The prediction degrades smoothly with time, remaining better than climatology after 60 days. The prediction experiment forms a cross-validation of the model physics, since the better the model, the less error is added to the forecast, and the longer the predictability time. There is a chaotic limit to predictability, because of the exponential divergence of nearby model trajectories, as well as possible growing modes from linear instabilities or local forcing. The most likely cause of the growth of errors in the example is advection and propagation of new features into the region of interest from outside.

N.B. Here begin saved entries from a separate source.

//! The three server-side scripts that make balance arithmetic atomic.
//!
//! Each script is one atomic unit on the hot store: it may touch several
//! keys but observes no interleaving with other scripts. That single-file
//! execution is the only mutual exclusion the ledger relies on; no lock is
//! taken anywhere else on the hot path.
//!
//! Reply shapes are stable so the adapters can decode typed tuples:
//! reserve and deduct reply `{flag, amount, code}`; finalize replies
//! `{flag, refund, balance, consumed, code}` where `code` is empty on a
//! fresh transition and `ALREADY_FINALIZED` on an idempotent replay.

/// KEYS: balance, reserved, request. ARGV: reserved_grains,
/// estimated_grains, now_epoch, metadata_json, customer_id, ttl_secs.
///
/// Admits the reservation only when `balance - reserved >= needed`, so
/// concurrent requests can never collectively overbook a customer. A
/// request id that still has a tracking record (in flight, or finalized
/// and inside the retention window) is rejected as REQUEST_EXISTS.
pub const CHECK_AND_RESERVE: &str = r#"
local balance = tonumber(redis.call('GET', KEYS[1]) or '0')
local reserved = tonumber(redis.call('GET', KEYS[2]) or '0')
local needed = tonumber(ARGV[1])
if redis.call('EXISTS', KEYS[3]) == 1 then
  return {0, balance, 'REQUEST_EXISTS'}
end
local available = balance - reserved
if available < needed then
  return {0, balance, 'INSUFFICIENT_BALANCE'}
end
redis.call('INCRBY', KEYS[2], needed)
redis.call('HSET', KEYS[3],
  'customer_id', ARGV[5],
  'reserved_grains', ARGV[1],
  'estimated_grains', ARGV[2],
  'consumed_grains', '0',
  'tokens_consumed', '0',
  'status', 'preflight_approved',
  'created_at', ARGV[3],
  'metadata', ARGV[4])
redis.call('EXPIRE', KEYS[3], tonumber(ARGV[6]))
return {1, available - needed, ''}
"#;

/// KEYS: balance, request. ARGV: grain_amount, tokens_consumed, now_epoch.
///
/// Debits the balance as the provider stream is read. Does NOT decrement
/// `reserved`: spent grains keep counting against the reservation until
/// finalization, so a new reservation from the same customer cannot slip
/// under an in-flight one. Any failure here is the kill switch.
pub const DEDUCT_GRAINS: &str = r#"
local balance = tonumber(redis.call('GET', KEYS[1]) or '0')
local amount = tonumber(ARGV[1])
if redis.call('EXISTS', KEYS[2]) == 0 then
  return {0, balance, 'REQUEST_NOT_FOUND'}
end
if balance < amount then
  return {0, balance, 'INSUFFICIENT_BALANCE'}
end
if balance - amount < 0 then
  return {0, balance, 'BALANCE_NEGATIVE'}
end
redis.call('DECRBY', KEYS[1], amount)
redis.call('HINCRBY', KEYS[2], 'consumed_grains', amount)
redis.call('HINCRBY', KEYS[2], 'tokens_consumed', tonumber(ARGV[2]))
redis.call('HSET', KEYS[2], 'status', 'streaming', 'last_deduction_at', ARGV[3])
return {1, balance - amount, ''}
"#;

/// KEYS: balance, reserved, request. ARGV: actual_cost_grains,
/// terminal_status, now_epoch, ttl_secs.
///
/// Reconciles streamed deductions against the provider's authoritative
/// cost, releases the reservation, and stamps the terminal state. A request
/// already in a terminal state replies success unchanged, which is what
/// makes client retries after timeouts safe.
pub const FINALIZE_REQUEST: &str = r#"
local request = redis.call('HGETALL', KEYS[3])
if #request == 0 then
  return {0, 0, 0, 0, 'REQUEST_NOT_FOUND'}
end
local fields = {}
for i = 1, #request, 2 do
  fields[request[i]] = request[i + 1]
end
local status = fields['status']
if status == 'completed' or status == 'killed' or status == 'failed' or status == 'timeout' then
  local balance = tonumber(redis.call('GET', KEYS[1]) or '0')
  local consumed = tonumber(fields['consumed_grains'] or '0')
  return {1, 0, balance, consumed, 'ALREADY_FINALIZED'}
end
local reserved = tonumber(fields['reserved_grains'] or '0')
local consumed = tonumber(fields['consumed_grains'] or '0')
local actual = tonumber(ARGV[1])
local balance = tonumber(redis.call('GET', KEYS[1]) or '0')
local refund = 0
if consumed > actual then
  refund = consumed - actual
  redis.call('INCRBY', KEYS[1], refund)
  balance = balance + refund
elseif actual > consumed then
  local extra = actual - consumed
  if balance >= extra then
    redis.call('DECRBY', KEYS[1], extra)
    balance = balance - extra
    refund = -extra
  else
    redis.call('SET', KEYS[1], '0')
    refund = -balance
    balance = 0
    redis.call('HSET', KEYS[3], 'integrity_issue', 'undercharge_shortfall')
  end
end
local held = tonumber(redis.call('GET', KEYS[2]) or '0')
if held >= reserved then
  redis.call('DECRBY', KEYS[2], reserved)
else
  redis.call('SET', KEYS[2], '0')
  redis.call('HSET', KEYS[3], 'integrity_issue', 'reservation_underflow')
end
redis.call('HSET', KEYS[3],
  'status', ARGV[2],
  'actual_cost_grains', ARGV[1],
  'refunded_grains', tostring(refund),
  'finalized_at', ARGV[3])
redis.call('EXPIRE', KEYS[3], tonumber(ARGV[4]))
return {1, refund, balance, consumed, ''}
"#;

The initialization shown in the figure is derived from 12 days of travel time data, optimally combined with the model constraints using an iterated sequence of linearized inversions. Fitting the model to 24 days (rather than 12 days) shows much greater sensitivity to initial conditions, and a more nonlinear fit.
DISCUSSION
If the model dynamics hold exactly, without error or forcing, then the only uncertainty is the initial state of the model. Elements representing uncertainty in other model parameters can be appended to the vector m of unknowns. For example, uncertainty in viscosity, friction, modal deformation radii or interaction coefficients can be included as parameters, requiring the model to be run to calculate the sensitivity of the calculated data to changes in these parameters. Unknown forcing or bottom topography can add many more parameters, although the uncertainty may be factorable into a reduced number of independent basis vectors. Finally, dynamical errors in the model, producing errors in the state vector forecast, can be included explicitly by adding an extra forcing term (representing the error) for each element of the state vector at each timestep [Bennett and Thorburn, 1992], although this may be handled more efficiently by a sequential algorithm like the Kalman smoother.